INPUT:
↓↓↓

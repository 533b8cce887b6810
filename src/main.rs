//! `fxa` binary: serve the currency-exchange agent, or print the provisioning plan

use anyhow::{Context, Result};
use clap::{Args, Parser, Subcommand};
use fxa_agent::AgentRuntime;
use fxa_core::FxConfig;
use fxa_provision::{ProvisioningInputs, ResourceKind};
use fxa_telemetry::LogFormat;
use std::path::PathBuf;
use std::sync::Arc;

/// Currency-exchange agent service
#[derive(Parser, Debug)]
#[command(name = "fxa", author, version, about, long_about = None)]
struct Cli {
    #[command(subcommand)]
    command: Option<Command>,
}

#[derive(Subcommand, Debug)]
enum Command {
    /// Run the HTTP service (default)
    Serve(ServeArgs),

    /// Print the resource graph for an environment as JSON
    Plan(PlanArgs),
}

#[derive(Args, Debug, Default)]
struct ServeArgs {
    /// Bind host; overrides BIND_HOST/HOST
    #[arg(long)]
    host: Option<String>,

    /// Bind port; overrides PORT
    #[arg(long)]
    port: Option<u16>,

    /// Configuration file (defaults to the nearest fxa.toml)
    #[arg(long, env = "FXA_CONFIG")]
    config: Option<PathBuf>,
}

#[derive(Args, Debug)]
struct PlanArgs {
    #[arg(long, env = "AZURE_ENV_NAME")]
    environment: String,

    #[arg(long, env = "AZURE_LOCATION", default_value = "eastus")]
    location: String,

    #[arg(long, env = "AZURE_SUBSCRIPTION_ID", default_value = "00000000-0000-0000-0000-000000000000")]
    subscription_id: String,

    /// Defaults to `rg-<environment>`
    #[arg(long, env = "AZURE_RESOURCE_GROUP")]
    resource_group: Option<String>,

    #[arg(long)]
    no_ai_project: bool,

    #[arg(long)]
    no_registry: bool,

    #[arg(long)]
    no_monitoring: bool,

    #[arg(long, env = "AZURE_EXISTING_AI_ACCOUNT_ID")]
    existing_ai_account_id: Option<String>,

    #[arg(long, env = "AZURE_EXISTING_REGISTRY_ID")]
    existing_registry_id: Option<String>,

    /// Name of the container app
    #[arg(long)]
    app_name: Option<String>,
}

fn main() {
    // A missing .env is fine
    let _ = dotenvy::dotenv();

    let cli = Cli::parse();
    let result = match cli.command {
        Some(Command::Plan(args)) => run_plan(args),
        Some(Command::Serve(args)) => run_serve(args),
        None => run_serve(ServeArgs::default()),
    };

    if let Err(e) = result {
        eprintln!("fxa: {:#}", e);
        std::process::exit(1);
    }
}

fn run_plan(args: PlanArgs) -> Result<()> {
    let resource_group = args
        .resource_group
        .unwrap_or_else(|| format!("rg-{}", args.environment));
    let mut inputs = ProvisioningInputs::new(
        args.environment,
        args.location,
        args.subscription_id,
        resource_group,
    );
    inputs.create_ai_project = !args.no_ai_project;
    inputs.create_registry = !args.no_registry;
    inputs.enable_monitoring = !args.no_monitoring;
    inputs.existing_ai_account_id = args.existing_ai_account_id;
    inputs.existing_registry_id = args.existing_registry_id;
    if let Some(name) = args.app_name {
        inputs = inputs.with_override(ResourceKind::ContainerApp, name);
    }
    inputs.validate()?;

    let graph = fxa_provision::plan(&inputs);
    println!("{}", graph.to_json_pretty()?);
    Ok(())
}

fn run_serve(args: ServeArgs) -> Result<()> {
    let mut config =
        FxConfig::load_from(args.config.as_deref()).context("Failed to load configuration")?;
    if let Some(host) = args.host {
        config.server.host = host;
    }
    if let Some(port) = args.port {
        config.server.port = port;
    }

    let runtime = tokio::runtime::Builder::new_multi_thread()
        .enable_all()
        .build()
        .context("Failed to start tokio runtime")?;
    runtime.block_on(serve(config))
}

async fn serve(config: FxConfig) -> Result<()> {
    // Telemetry first, so the logging layer can bridge into it
    let tracer = fxa_telemetry::attach(&config.telemetry);
    fxa_telemetry::init_logging(tracer.as_ref(), LogFormat::from_env())?;
    if let Some(status) = fxa_telemetry::status() {
        status.log();
    }

    let agent_runtime = Arc::new(AgentRuntime::from_config(&config, tracer)?);
    tracing::info!(
        agent = %agent_runtime.agent_name(),
        degraded = agent_runtime.is_degraded(),
        "Agent runtime ready"
    );

    let addr = format!("{}:{}", config.server.host, config.server.port);
    let listener = tokio::net::TcpListener::bind(&addr)
        .await
        .with_context(|| format!("Failed to bind {}", addr))?;
    tracing::info!(address = %addr, "Listening");

    let router = fxa_server::create_router(agent_runtime);
    let served = fxa_server::serve(listener, router, fxa_server::shutdown_signal()).await;

    // Flushing blocks on the batch processor
    if let Err(e) = tokio::task::spawn_blocking(fxa_telemetry::shutdown).await {
        tracing::warn!(error = %e, "Telemetry shutdown task failed");
    }

    served.context("Server error")?;
    tracing::info!("Server stopped");
    Ok(())
}
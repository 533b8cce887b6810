use crate::llm_agent::{DEFAULT_MAX_TURNS, LLMAgent, SYSTEM_INSTRUCTION};
use fxa_core::{Error, GenerateConfig, LLM, Result, Tool};
use fxa_telemetry::{AgentTracer, NoOpTracer};
use std::collections::BTreeMap;
use std::sync::Arc;

pub struct LLMAgentBuilder {
    name: Option<String>,
    model: Option<Arc<dyn LLM>>,
    tools: BTreeMap<String, Arc<dyn Tool>>,
    tracer: Option<Arc<dyn AgentTracer>>,
    generate_config: Option<GenerateConfig>,
}

impl LLMAgentBuilder {
    pub fn new() -> Self {
        Self {
            name: None,
            model: None,
            tools: BTreeMap::new(),
            tracer: None,
            generate_config: None,
        }
    }

    pub fn name(mut self, name: impl Into<String>) -> Self {
        self.name = Some(name.into());
        self
    }

    pub fn model(mut self, model: Arc<dyn LLM>) -> Self {
        self.model = Some(model);
        self
    }

    pub fn tool(mut self, tool: Arc<dyn Tool>) -> Self {
        self.tools.insert(tool.name().to_string(), tool);
        self
    }

    pub fn tracer(mut self, tracer: Arc<dyn AgentTracer>) -> Self {
        self.tracer = Some(tracer);
        self
    }

    pub fn generate_config(mut self, config: GenerateConfig) -> Self {
        self.generate_config = Some(config);
        self
    }

    pub fn build(self) -> Result<LLMAgent> {
        let name = self
            .name
            .ok_or_else(|| Error::config_error("Agent name is required"))?;
        let model = self
            .model
            .ok_or_else(|| Error::config_error("Model is required"))?;
        Ok(LLMAgent {
            name,
            model,
            system_instruction: SYSTEM_INSTRUCTION.to_string(),
            tools: self.tools,
            tracer: self.tracer.unwrap_or_else(|| Arc::new(NoOpTracer)),
            generate_config: self.generate_config,
            max_turns: DEFAULT_MAX_TURNS,
        })
    }
}

impl Default for LLMAgentBuilder {
    fn default() -> Self {
        Self::new()
    }
}

#[cfg(test)]
mod tests {
    use super::*;

    #[test]
    fn test_name_and_model_are_required() {
        let missing_name = LLMAgentBuilder::new().build().err().unwrap();
        assert!(matches!(missing_name, Error::Config(_)));
        assert!(missing_name.to_string().contains("name"));

        let missing_model = LLMAgentBuilder::new().name("fxa").build().err().unwrap();
        assert!(missing_model.to_string().contains("Model"));
    }
}
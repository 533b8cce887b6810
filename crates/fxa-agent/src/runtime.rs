use crate::agent::{Agent, Invocation};
use crate::fallback::FallbackAgent;
use crate::llm_agent::LLMAgent;
use fxa_core::{Error, FxConfig, GenerateConfig, Result, providers::create_model};
use fxa_telemetry::{
    AgentTracer,
    spans::{self, AgentRunAttributes},
};
use fxa_tool::ExchangeRateTool;
use std::sync::Arc;
use std::time::Duration;

const DEFAULT_REQUEST_TIMEOUT: Duration = Duration::from_secs(60);

/// The agent chosen at startup, shared by all requests
#[derive(Clone)]
pub struct AgentRuntime {
    agent: Arc<dyn Agent>,
    tracer: Arc<dyn AgentTracer>,
    degraded: bool,
    request_timeout: Duration,
}

impl AgentRuntime {
    pub fn new(agent: Arc<dyn Agent>, tracer: Arc<dyn AgentTracer>, degraded: bool) -> Self {
        Self {
            agent,
            tracer,
            degraded,
            request_timeout: DEFAULT_REQUEST_TIMEOUT,
        }
    }

    pub fn with_request_timeout(mut self, timeout: Duration) -> Self {
        self.request_timeout = timeout;
        self
    }

    /// Build the runtime from configuration.
    ///
    /// Missing model credentials are not fatal: the runtime starts in degraded
    /// mode and answers with the configuration notice.
    pub fn from_config(config: &FxConfig, tracer: Arc<dyn AgentTracer>) -> Result<Self> {
        let agent_name = config.telemetry.agent_name.clone();
        let timeout = Duration::from_secs(config.server.request_timeout_secs);

        let runtime = match config.model.backend() {
            Ok(backend) => {
                let tool = ExchangeRateTool::from_config(&config.exchange)?;
                let model = create_model(&backend);
                tracing::info!(
                    provider = %backend.kind(),
                    model = %backend.model(),
                    "LLM backend configured"
                );

                let mut builder = LLMAgent::builder()
                    .name(agent_name)
                    .model(model)
                    .tool(Arc::new(tool))
                    .tracer(tracer.clone());
                if let Some(temperature) = config.model.temperature {
                    builder = builder.generate_config(GenerateConfig {
                        temperature: Some(temperature),
                        ..GenerateConfig::default()
                    });
                }

                Self::new(Arc::new(builder.build()?), tracer, false)
            }
            Err(e) => {
                tracing::warn!(error = %e, "No LLM backend configured, serving fallback answers");
                Self::new(Arc::new(FallbackAgent::new(agent_name)), tracer, true)
            }
        };

        Ok(runtime.with_request_timeout(timeout))
    }

    /// Whether the fallback agent is serving requests
    pub fn is_degraded(&self) -> bool {
        self.degraded
    }

    pub fn agent_name(&self) -> &str {
        self.agent.name()
    }

    pub fn tracer(&self) -> &Arc<dyn AgentTracer> {
        &self.tracer
    }

    /// Run one invocation inside an `agent.run` span, bounded by the request timeout
    pub async fn invoke(&self, invocation: &Invocation) -> Result<String> {
        let span = spans::start_agent_run(
            self.tracer.as_ref(),
            AgentRunAttributes {
                invocation_id: &invocation.id,
                prompt: &invocation.prompt,
            },
        );

        let result = match tokio::time::timeout(
            self.request_timeout,
            self.agent.run(invocation, &span),
        )
        .await
        {
            Ok(result) => result,
            Err(_) => Err(Error::Timeout(self.request_timeout)),
        };

        match &result {
            Ok(answer) => spans::record_agent_result(self.tracer.as_ref(), &span, answer),
            Err(e) => {
                span.record_error(e.to_string());
                tracing::error!(invocation_id = %invocation.id, error = %e, "Invocation failed");
            }
        }
        span.end();

        result
    }
}

#[cfg(test)]
mod tests {
    use super::*;
    use async_trait::async_trait;
    use fxa_core::ProviderKind;
    use fxa_telemetry::{
        ActiveTracer, AgentIdentity, NoOpTracer, SpanHandle, SpanKind,
        attributes::{FXA_INVOCATION_ID, FXA_RESPONSE_LENGTH},
        testing::{RecordingExporter, attribute},
    };
    use opentelemetry::trace::{Status, TracerProvider as _};
    use opentelemetry_sdk::trace::TracerProvider;

    struct SlowAgent;

    #[async_trait]
    impl Agent for SlowAgent {
        fn name(&self) -> &str {
            "slow"
        }

        async fn run(&self, _invocation: &Invocation, _span: &SpanHandle) -> Result<String> {
            tokio::time::sleep(Duration::from_secs(5)).await;
            Ok("too late".to_string())
        }
    }

    fn recording() -> (Arc<dyn AgentTracer>, RecordingExporter, TracerProvider) {
        let recorder = RecordingExporter::new();
        let provider = TracerProvider::builder()
            .with_simple_exporter(recorder.clone())
            .build();
        let tracer = ActiveTracer::new(
            provider.tracer("fxa"),
            AgentIdentity {
                agent_name: "fxa-test".to_string(),
                agent_id: "fxa-test".to_string(),
                provider_name: "fxa".to_string(),
            },
            true,
        );
        (Arc::new(tracer), recorder, provider)
    }

    #[tokio::test]
    async fn test_missing_backend_is_degraded() {
        let config = FxConfig::test_defaults();
        let runtime = AgentRuntime::from_config(&config, Arc::new(NoOpTracer)).unwrap();

        assert!(runtime.is_degraded());
        let answer = runtime.invoke(&Invocation::new("hello")).await.unwrap();
        assert!(answer.ends_with("You asked: hello"));
    }

    #[tokio::test]
    async fn test_configured_backend_uses_llm_agent() {
        let mut config = FxConfig::test_defaults();
        config.model.provider = Some(ProviderKind::OpenAI);
        config.model.openai.api_key = Some("sk-test".to_string());

        let runtime = AgentRuntime::from_config(&config, Arc::new(NoOpTracer)).unwrap();
        assert!(!runtime.is_degraded());
        assert_eq!(runtime.agent_name(), config.telemetry.agent_name);
    }

    #[tokio::test]
    async fn test_unknown_provider_is_degraded() {
        let mut config = FxConfig::test_defaults();
        config
            .apply_env_with(|key| match key {
                "FXA_LLM_PROVIDER" => Some("bedrock".to_string()),
                "OPENAI_API_KEY" => Some("sk-test".to_string()),
                _ => None,
            })
            .unwrap();

        let runtime = AgentRuntime::from_config(&config, Arc::new(NoOpTracer)).unwrap();
        assert!(runtime.is_degraded());
    }

    #[tokio::test]
    async fn test_agent_run_span_wraps_invocation() {
        let (tracer, recorder, _provider) = recording();
        let runtime = AgentRuntime::new(Arc::new(FallbackAgent::new("fxa-test")), tracer, true);

        let invocation = Invocation::with_id("inv-42", "hi");
        let answer = runtime.invoke(&invocation).await.unwrap();

        let spans = recorder.spans_named("agent.run");
        assert_eq!(spans.len(), 1);
        assert_eq!(spans[0].span_kind, SpanKind::Server);
        assert_eq!(attribute(&spans[0], FXA_INVOCATION_ID).as_deref(), Some("inv-42"));
        assert_eq!(
            attribute(&spans[0], FXA_RESPONSE_LENGTH),
            Some(answer.chars().count().to_string())
        );
    }

    #[tokio::test]
    async fn test_request_timeout() {
        let (tracer, recorder, _provider) = recording();
        let runtime = AgentRuntime::new(Arc::new(SlowAgent), tracer, false)
            .with_request_timeout(Duration::from_millis(50));

        let err = runtime.invoke(&Invocation::new("hi")).await.unwrap_err();
        assert!(matches!(err, Error::Timeout(d) if d == Duration::from_millis(50)));

        let spans = recorder.spans_named("agent.run");
        assert!(matches!(spans[0].status, Status::Error { .. }));
    }
}
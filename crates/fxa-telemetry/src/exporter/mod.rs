//! Span exporters and pipeline installation

pub mod appinsights;
#[cfg(feature = "otlp")]
pub mod otlp;

pub use appinsights::AppInsightsExporter;

use crate::{ConnectionTarget, TelemetryError, tracer::AgentIdentity};
use opentelemetry::KeyValue;
use opentelemetry_sdk::{
    Resource, runtime,
    trace::{Config, TracerProvider},
};

/// Provider configuration shared by every pipeline: `service.name` is the agent name
pub fn provider_config(identity: &AgentIdentity) -> Config {
    Config::default().with_resource(Resource::new([
        KeyValue::new("service.name", identity.agent_name.clone()),
        KeyValue::new("service.instance.id", identity.agent_id.clone()),
    ]))
}

/// Build a batching pipeline for the target.
///
/// The batch processor runs on the tokio runtime, so this must be called from
/// within one.
pub fn install_batch(
    target: &ConnectionTarget,
    identity: &AgentIdentity,
) -> Result<TracerProvider, TelemetryError> {
    let builder = TracerProvider::builder().with_config(provider_config(identity));

    let builder = match target {
        ConnectionTarget::AppInsights {
            instrumentation_key,
            ingestion_endpoint,
        } => {
            let exporter = AppInsightsExporter::new(
                instrumentation_key.clone(),
                ingestion_endpoint,
                identity.agent_name.clone(),
            )?;
            builder.with_batch_exporter(exporter, runtime::Tokio)
        }
        #[cfg(feature = "otlp")]
        ConnectionTarget::Otlp { endpoint } => {
            let exporter = otlp::build_exporter(endpoint)?;
            builder.with_batch_exporter(exporter, runtime::Tokio)
        }
        #[cfg(not(feature = "otlp"))]
        ConnectionTarget::Otlp { .. } => return Err(TelemetryError::ExporterUnavailable("otlp")),
    };

    Ok(builder.build())
}
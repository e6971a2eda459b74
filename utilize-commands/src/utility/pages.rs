use tracing::debug;
use twilight_model::{channel::message::embed::Embed, gateway::payload::incoming::MessageCreate};
use twilight_util::builder::embed::{EmbedBuilder, EmbedFooterBuilder};

use crate::CommandMeta;
use crate::utility::usage_message;
use utilize_core::Context;
use utilize_utils::{array::chunk, embed::SUCCESS_COLOR, pagination::send_paginated_default};

pub const META: CommandMeta = CommandMeta {
    name: "pages",
    desc: "Browse a sample list with pager buttons.",
    category: "utility",
    usage: "!pages [items per page]",
};

const SAMPLE_ITEMS: usize = 23;
const DEFAULT_PER_PAGE: usize = 5;

/// Post a paginated sample list owned by the caller.
pub async fn run(ctx: Context, msg: Box<MessageCreate>, arg1: Option<&str>) -> anyhow::Result<()> {
    let http = &ctx.http;

    let per_page = match arg1 {
        Some(raw) => raw.parse::<usize>().ok(),
        None => Some(DEFAULT_PER_PAGE),
    };
    let Some(pages) = per_page.and_then(|size| sample_pages(size).ok()) else {
        http.create_message(msg.channel_id)
            .content(&usage_message(&META))
            .await?;
        return Ok(());
    };

    let running = send_paginated_default(&ctx, msg.channel_id, pages, Some(msg.author.id)).await?;
    debug!(pages = running.page_count(), "sample pager started");

    Ok(())
}

fn sample_items() -> Vec<String> {
    (1..=SAMPLE_ITEMS).map(|n| format!("Item {n}")).collect()
}

/// Split the sample items into numbered embed pages.
pub fn sample_pages(per_page: usize) -> anyhow::Result<Vec<Embed>> {
    let items = sample_items();
    let chunks = chunk(&items, per_page)?;
    let total = chunks.len();

    chunks
        .iter()
        .enumerate()
        .map(|(index, page_items)| {
            let offset = index * per_page;
            let description = page_items
                .iter()
                .enumerate()
                .map(|(i, item)| format!("`{}.` {item}", offset + i + 1))
                .collect::<Vec<_>>()
                .join("\n");

            let footer = EmbedFooterBuilder::new(format!("Page {}/{total}", index + 1)).build();
            Ok(EmbedBuilder::new()
                .title("Sample Items")
                .color(SUCCESS_COLOR)
                .description(description)
                .footer(footer)
                .validate()?
                .build())
        })
        .collect()
}
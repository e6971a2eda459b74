use twilight_model::{
    application::interaction::InteractionData, gateway::payload::incoming::InteractionCreate,
};

/// A button click as seen by a paginator.
pub trait ComponentEvent: Send + Sync + 'static {
    /// Custom ID of the clicked component, if this is a component event.
    fn custom_id(&self) -> Option<&str>;

    /// ID of the user who clicked.
    fn actor_id(&self) -> Option<u64>;
}

impl ComponentEvent for InteractionCreate {
    fn custom_id(&self) -> Option<&str> {
        match self.data.as_ref()? {
            InteractionData::MessageComponent(data) => Some(data.custom_id.as_str()),
            _ => None,
        }
    }

    fn actor_id(&self) -> Option<u64> {
        self.author_id().map(|id| id.get())
    }
}

impl<E: ComponentEvent + ?Sized> ComponentEvent for Box<E> {
    fn custom_id(&self) -> Option<&str> {
        (**self).custom_id()
    }

    fn actor_id(&self) -> Option<u64> {
        (**self).actor_id()
    }
}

↑↑↑

TRY IT:
Every line that contains the string "return" should be copied from the records.

REPLY TO THE EXERCISE:
        ConnectionTarget::Otlp { .. } => return Err(TelemetryError::ExporterUnavailable("otlp")),
        return Ok(());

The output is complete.